Serving the Quantitative Finance Community

 
User avatar
Bon
Topic Author
Posts: 0
Joined: May 24th, 2006, 9:12 am

parallel programming for Matrix class

August 7th, 2007, 5:07 am

If I'm dealing with very large matrices, what kind of common operations that would reasonably implemented with parallel programming?In that regard, how does the performance of QR factorization compare to that of SVD in computing the inverse of a matrix?
 
User avatar
stali
Posts: 0
Joined: January 10th, 2006, 12:40 am

parallel programming for Matrix class

August 7th, 2007, 10:17 am

Just use ScaLAPACK. It is trivial to use and has routines for SVD as well as QR factorization.
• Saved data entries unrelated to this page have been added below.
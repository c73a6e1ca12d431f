//! Batch attachment migration: walk a paginated tabular source, re-host each
//! record's primary attachment through an image host under a rolling request
//! budget, write the hosted URL back, and checkpoint after every record so a
//! crashed run resumes without re-uploading.

pub mod checkpoint;
pub mod clock;
pub mod config;
pub mod error;
pub mod orchestrator;
pub mod patcher;
pub mod resolver;
pub mod source;
pub mod tracing;
pub mod uploader;

pub mod util {
    pub mod env;
}

pub use checkpoint::{CheckpointStore, JsonFileStore, MemoryStore, MigrationProgress};
pub use config::{EngineSettings, FieldMapping, MigrationConfig};
pub use error::{CheckpointError, ConfigError, MigrationError, SourceError, UploadError};
pub use orchestrator::{Orchestrator, RunSummary};
pub use source::{SourceRecord, TabularSource};
pub use uploader::{HostResponse, ImageHost};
Btw what sort of a problem (in CF) gives you a extremely large dense matrix ? Just curious.Quotewhat kind of common operations that would reasonably implemented with parallel programming?BLAS operations (look here).Edit: Most vendors already provide ScaLAPACK libraries (for example Intel's MKL, Sun's S3L etc.). If there is none on your machine then you can install one yourself from source. It's really trivial.
Last edited by stali on August 6th, 2007, 10:00 pm, edited 1 time in total.
 
User avatar
dmaniyar
Posts: 0
Joined: October 16th, 2006, 9:34 pm

parallel programming for Matrix class

August 7th, 2007, 11:19 am

If you want a library which can do this with very good design and matlab like syntax, look into <a href="http://itpp.sourceforge.net/">IT++</a>. It uses BLAS, LAPACK, and ATLAS routines. Though the PP part is still not that matured.
 
User avatar
stali
Posts: 0
Joined: January 10th, 2006, 12:40 am

parallel programming for Matrix class

August 8th, 2007, 12:01 am

I just wanted to make a quick note (which you probably know) that ScaLAPACK is best used with a distributed memory machine. If you want parallelism on a shared memory machine (dual/quad core/proc etc.) then all you need to do is simply use the vendor supplied LAPACK (eg Intel's MKL) and set the OMP_NUM_THREADS variable to 2 or more before running the code. The multi-threaded BLAS 3 will automatically parallelize parts of it.Attached is a toy example (in Fortran) which I just ran on a quad proc machine and here are the results (for a matrix of size N=2500; double precision) ...with OMP_NUM_THREADS = 1SVD Time= 380.650000000000with OMP_NUM_THREADS = 4SVD Time= 181.630000000000Please note that other people were logged on to the machine so the speedup might be skewed.